Der Verein löste sich zum Jahresende 2018 auf, das Vermögen ging an die Stiftung der Universität Bremen über.[1]
Bauwerk
Das fünfgeschossige, rotsteinsichtige Lehrgebäude an der Pelzerstraße/Ecke Carl-Ronning-Straße mit einer konservativen Fassade wurde von 1951 bis 1952 nach Plänen des Architekten Bernhard Wessel errichtet.
Denkmalschutz
Das Gebäude wurde 2000 als Bremer Kulturdenkmal unter Denkmalschutz gestellt. Siehe dazu Liste der Kulturdenkmäler in Bremen-Mitte#0258
Ziele
Der Frauenerwerbsverein – aktuell in der Carl-Ronning-Straße Nr. 2 – ist heute eine Einrichtung, welche Frauen und Männer für eine Erwerbstätigkeit qualifiziert. Vorwiegend sind es Frauen, die in der Aus- und Weiterbildung des Vereins sind, Frauen, deren Berufsbiografie aufgrund gesellschaftlicher, kultureller oder individueller Prägungen unterbrochen wurde, Frauen, die häufig keine Möglichkeit hatten, die Erwerbskarriere geradlinig zu entwickeln. Der Verein hat als anerkannte Einrichtung der Weiterbildung die 1. Zertifizierung als Bildungsträger nach dem Bremer Weiterbildungsgesetz.
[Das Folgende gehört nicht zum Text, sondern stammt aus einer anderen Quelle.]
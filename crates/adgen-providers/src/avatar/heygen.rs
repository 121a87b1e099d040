//! HeyGen video API.

use std::io::Cursor;
use std::time::Duration;

use adgen_models::JobStatus;
use async_trait::async_trait;
use image::{DynamicImage, ImageOutputFormat};
use reqwest::{Client, RequestBuilder};
use serde::Deserialize;
use serde_json::json;
use tracing::debug;

use super::{AvatarIdentity, AvatarProvider, AvatarRequest, AvatarScript, IdentityKind, PreparedIdentity};
use crate::error::{ProviderError, ProviderResult};
use crate::http::{build_client, describe_failure, required_env, timeout_from_env, trim_base_url};
use crate::poll::RemoteStatus;

const PROVIDER: &str = "heygen";
const JPEG_QUALITY: u8 = 90;

/// Configuration for the HeyGen client.
#[derive(Debug, Clone)]
pub struct HeyGenConfig {
    pub api_key: String,
    /// Stock avatar used when the client uploads no photo
    pub avatar_id: String,
    /// Voice for text scripts; audio-URL scripts don't need one
    pub voice_id: Option<String>,
    pub base_url: String,
    pub upload_url: String,
    pub timeout: Duration,
}

impl HeyGenConfig {
    pub fn new(api_key: impl Into<String>, avatar_id: impl Into<String>) -> Self {
        Self {
            api_key: api_key.into(),
            avatar_id: avatar_id.into(),
            voice_id: None,
            base_url: "https://api.heygen.com".to_string(),
            upload_url: "https://upload.heygen.com".to_string(),
            timeout: timeout_from_env(),
        }
    }

    /// Create config from environment variables.
    pub fn from_env() -> ProviderResult<Self> {
        let mut config = Self::new(required_env("HEYGEN_API_KEY")?, required_env("HEYGEN_AVATAR_ID")?);
        config.voice_id = std::env::var("HEYGEN_VOICE_ID").ok().filter(|v| !v.is_empty());
        if let Ok(url) = std::env::var("HEYGEN_BASE_URL") {
            config.base_url = url;
        }
        if let Ok(url) = std::env::var("HEYGEN_UPLOAD_URL") {
            config.upload_url = url;
        }
        Ok(config)
    }
}

#[derive(Debug, Deserialize)]
struct Envelope<T> {
    data: Option<T>,
    error: Option<serde_json::Value>,
}

#[derive(Debug, Deserialize)]
struct VideoCreated {
    video_id: Option<String>,
}

#[derive(Debug, Deserialize)]
struct PhotoUploaded {
    #[serde(alias = "id")]
    talking_photo_id: Option<String>,
}

#[derive(Debug, Deserialize)]
struct VideoStatus {
    status: Option<String>,
    video_url: Option<String>,
    error: Option<serde_json::Value>,
}

/// HeyGen client.
pub struct HeyGenClient {
    http: Client,
    config: HeyGenConfig,
}

impl HeyGenClient {
    pub fn new(mut config: HeyGenConfig) -> ProviderResult<Self> {
        config.base_url = trim_base_url(config.base_url);
        config.upload_url = trim_base_url(config.upload_url);
        let http = build_client(config.timeout)?;
        Ok(Self { http, config })
    }

    pub fn from_env() -> ProviderResult<Self> {
        Self::new(HeyGenConfig::from_env()?)
    }

    fn authed(&self, builder: RequestBuilder) -> RequestBuilder {
        builder
            .header("X-Api-Key", &self.config.api_key)
            .header("accept", "application/json")
    }

    fn video_input(&self, request: &AvatarRequest) -> ProviderResult<serde_json::Value> {
        let character = match request.identity.kind {
            IdentityKind::Presenter => json!({
                "type": "avatar",
                "avatar_id": request.identity.reference,
                "avatar_style": "normal",
            }),
            IdentityKind::Photo => json!({
                "type": "talking_photo",
                "talking_photo_id": request.identity.reference,
            }),
        };

        let voice = match &request.script {
            AvatarScript::AudioUrl(url) => json!({"type": "audio", "audio_url": url}),
            AvatarScript::Text(text) => {
                let voice_id = self
                    .config
                    .voice_id
                    .as_ref()
                    .ok_or_else(|| ProviderError::config("HEYGEN_VOICE_ID is required for text scripts"))?;
                json!({"type": "text", "input_text": text, "voice_id": voice_id})
            }
        };

        Ok(json!({
            "video_inputs": [{
                "character": character,
                "voice": voice,
                "background": {"type": "color", "value": request.background.to_hex()},
            }],
            "dimension": {"width": request.canvas.width, "height": request.canvas.height},
        }))
    }
}

/// Re-encode any supported image as baseline RGB JPEG.
fn to_jpeg(bytes: &[u8]) -> ProviderResult<Vec<u8>> {
    let image = image::load_from_memory(bytes).map_err(|e| ProviderError::InvalidImage(e.to_string()))?;
    let rgb = DynamicImage::ImageRgb8(image.to_rgb8());
    let mut out = Cursor::new(Vec::new());
    rgb.write_to(&mut out, ImageOutputFormat::Jpeg(JPEG_QUALITY))
        .map_err(|e| ProviderError::InvalidImage(e.to_string()))?;
    Ok(out.into_inner())
}

fn error_text(value: Option<serde_json::Value>) -> Option<String> {
    match value? {
        serde_json::Value::Null => None,
        serde_json::Value::String(s) => Some(s),
        other => Some(other.to_string()),
    }
}

fn map_video_status(body: VideoStatus) -> RemoteStatus {
    match body.status.as_deref().unwrap_or_default() {
        "completed" => RemoteStatus {
            status: JobStatus::Completed,
            result_url: body.video_url,
            error_detail: None,
        },
        "failed" => RemoteStatus::failed(error_text(body.error).unwrap_or_else(|| "video failed".to_string())),
        "processing" => RemoteStatus::pending(JobStatus::Processing),
        // pending, waiting and anything unrecognized
        _ => RemoteStatus::pending(JobStatus::Queued),
    }
}

#[async_trait]
impl AvatarProvider for HeyGenClient {
    fn name(&self) -> &'static str {
        PROVIDER
    }

    fn speaks_text(&self) -> bool {
        self.config.voice_id.is_some()
    }

    async fn prepare_identity(&self, identity: AvatarIdentity) -> ProviderResult<PreparedIdentity> {
        let bytes = match identity {
            AvatarIdentity::Default => {
                return Ok(PreparedIdentity {
                    kind: IdentityKind::Presenter,
                    reference: self.config.avatar_id.clone(),
                })
            }
            AvatarIdentity::Image { bytes, .. } => bytes,
        };

        let jpeg = tokio::task::spawn_blocking(move || to_jpeg(&bytes))
            .await
            .map_err(|e| ProviderError::InvalidImage(e.to_string()))??;

        let response = self
            .authed(self.http.post(format!("{}/v1/talking_photo", self.config.upload_url)))
            .header("Content-Type", "image/jpeg")
            .body(jpeg)
            .send()
            .await
            .map_err(|e| ProviderError::submission(PROVIDER, e.to_string()))?;

        if !response.status().is_success() {
            return Err(ProviderError::submission(PROVIDER, describe_failure(response).await));
        }

        let uploaded: Envelope<PhotoUploaded> = response
            .json()
            .await
            .map_err(|e| ProviderError::submission(PROVIDER, format!("malformed upload response: {e}")))?;
        let id = uploaded
            .data
            .and_then(|d| d.talking_photo_id)
            .filter(|id| !id.is_empty())
            .ok_or_else(|| {
                let detail = error_text(uploaded.error).unwrap_or_else(|| "no talking photo id".to_string());
                ProviderError::submission(PROVIDER, detail)
            })?;

        debug!(talking_photo_id = %id, "Uploaded talking photo");
        Ok(PreparedIdentity {
            kind: IdentityKind::Photo,
            reference: id,
        })
    }

    async fn submit(&self, request: &AvatarRequest) -> ProviderResult<String> {
        let body = self.video_input(request)?;

        let response = self
            .authed(self.http.post(format!("{}/v2/video/generate", self.config.base_url)))
            .json(&body)
            .send()
            .await
            .map_err(|e| ProviderError::submission(PROVIDER, e.to_string()))?;

        if !response.status().is_success() {
            return Err(ProviderError::submission(PROVIDER, describe_failure(response).await));
        }

        let created: Envelope<VideoCreated> = response
            .json()
            .await
            .map_err(|e| ProviderError::submission(PROVIDER, format!("malformed response: {e}")))?;

        let error = created.error;
        created
            .data
            .and_then(|d| d.video_id)
            .filter(|id| !id.is_empty())
            .ok_or_else(|| {
                let detail = error_text(error).unwrap_or_else(|| "response carried no video id".to_string());
                ProviderError::submission(PROVIDER, detail)
            })
    }

    async fn fetch_status(&self, job_id: &str) -> ProviderResult<RemoteStatus> {
        let response = self
            .authed(self.http.get(format!("{}/v1/video_status.get", self.config.base_url)))
            .query(&[("video_id", job_id)])
            .send()
            .await
            .map_err(|e| ProviderError::transient(PROVIDER, e.to_string()))?;

        if !response.status().is_success() {
            return Err(ProviderError::transient(PROVIDER, describe_failure(response).await));
        }

        let body: Envelope<VideoStatus> = response
            .json()
            .await
            .map_err(|e| ProviderError::transient(PROVIDER, format!("malformed status: {e}")))?;

        body.data
            .map(map_video_status)
            .ok_or_else(|| ProviderError::transient(PROVIDER, "status response carried no data"))
    }
}
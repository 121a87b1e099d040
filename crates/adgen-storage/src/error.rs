//! Storage error types.

use thiserror::Error;

/// Result type for storage operations.
pub type StorageResult<T> = Result<T, StorageError>;

/// Errors that can occur during storage operations.
#[derive(Debug, Error)]
pub enum StorageError {
    #[error("File type not allowed: .{0} (expected png, jpg or jpeg)")]
    DisallowedExtension(String),

    #[error("Asset not found: {0}")]
    NotFound(String),

    #[error("Asset belongs to another scope: {0}")]
    ForeignHandle(String),

    #[error("IO error: {0}")]
    Io(#[from] std::io::Error),
}

impl StorageError {
    pub fn disallowed_extension(ext: impl Into<String>) -> Self {
        Self::DisallowedExtension(ext.into())
    }

    pub fn not_found(id: impl Into<String>) -> Self {
        Self::NotFound(id.into())
    }

    /// Whether the caller supplied the bad input.
    pub fn is_client_error(&self) -> bool {
        matches!(self, StorageError::DisallowedExtension(_))
    }
}
/// Point-in-time view of a job.
#[derive(Debug, Clone, Serialize)]
pub struct JobSnapshot {
    pub job_id: JobId,
    pub status: JobStatus,
    pub stage: Stage,
    /// Overall progress in `0.0..=1.0`
    pub progress: f64,
    pub mode: GenerationMode,
    #[serde(skip_serializing_if = "Option::is_none")]
    pub avatar_job: Option<GenerationJob>,
    #[serde(skip_serializing_if = "Option::is_none")]
    pub error: Option<ErrorBody>,
    /// The video is waiting to be downloaded
    pub video_ready: bool,
    #[serde(skip_serializing_if = "Option::is_none")]
    pub duration_secs: Option<f64>,
    pub cancel_requested: bool,
    pub created_at: DateTime<Utc>,
    pub updated_at: DateTime<Utc>,
}

impl JobSnapshot {
    fn queued(job_id: JobId, mode: GenerationMode) -> Self {
        let now = Utc::now();
        Self {
            job_id,
            status: JobStatus::Queued,
            stage: Stage::Queued,
            progress: 0.0,
            mode,
            avatar_job: None,
            error: None,
            video_ready: false,
            duration_secs: None,
            cancel_requested: false,
            created_at: now,
            updated_at: now,
        }
    }
}

/// What a sweep removed.
#[derive(Debug, Clone, Copy, Default, PartialEq, Eq)]
pub struct SweepStats {
    pub artifacts_expired: usize,
    pub records_evicted: usize,
}

struct JobEntry {
    snapshot: JobSnapshot,
    cancel: watch::Sender<bool>,
    artifact: Option<RenderedVideo>,
    finished_at: Option<Instant>,
}

impl JobEntry {
    fn touch(&mut self) {
        self.snapshot.updated_at = Utc::now();
    }
}

struct RegistryInner {
    orchestrator: Arc<Orchestrator>,
    jobs: Mutex<HashMap<JobId, JobEntry>>,
    permits: Arc<Semaphore>,
    artifact_ttl: Duration,
    record_ttl: Duration,
    sweep_interval: Duration,
}

/// In-memory registry of background generation jobs.
#[derive(Clone)]
pub struct JobRegistry {
    inner: Arc<RegistryInner>,
}
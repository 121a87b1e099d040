//! Request-scoped temporary media storage.
//!
//! This crate provides:
//! - A store rooted at a work directory
//! - Per-request scopes in isolated `<root>/<uuid>/` directories
//! - Upload extension allow-listing
//! - Guaranteed cleanup (explicit release, or on drop)

pub mod config;
pub mod error;
pub mod store;

pub use config::StoreConfig;
pub use error::{StorageError, StorageResult};
pub use store::{AssetHandle, AssetScope, MediaAssetStore, ALLOWED_UPLOAD_EXTENSIONS};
Gesellschaftlich verursachte Defizite sollen durch Aus- und Weiterbildung ausgeglichen und spezifische Stärken von Frauen gefördert werden. Dem Bedarf der Frauen und dem Bedarf des Arbeitsmarktes wird bei den Weiterbildungsangeboten Rechnung getragen. Es erfolgt dabei eine Kooperation mit Betrieben und anderen Trägern in der Aus- und Weiterbildung und eine enge Zusammenarbeit mit den öffentlichen Auftraggebern bei der Realisierung arbeitsmarktpolitischer Maßnahmen.
Der Vorstand beschließt die inhaltliche Ausrichtung, die Geschäftsführung setzt die Ziele um.
Angeboten werden unter anderem Qualifizierungen im kaufmännischen Dienstleistungsbereich, Weiterbildungen in der Altenpflege durch „Interkulturelle Kompetenzen in der Altenpflege“ und Angebote für Frauen ab 49 nach dem Motto „Gesund und Aktiv“ auch als Training für Frauen mit gesundheitlichen Einschränkungen.
Literatur
- Herbert Schwarzwälder: Das Große Bremen-Lexikon. 2 Bände. Edition Temmen, Bremen 2003, ISBN 3-86108-693-X.
Weblinks
Einzelnachweise
- Nina Willborn: Ein Ende mit Neuanfang. In: Weser-Kurier. 22. Mai 2018, S. 7 (online).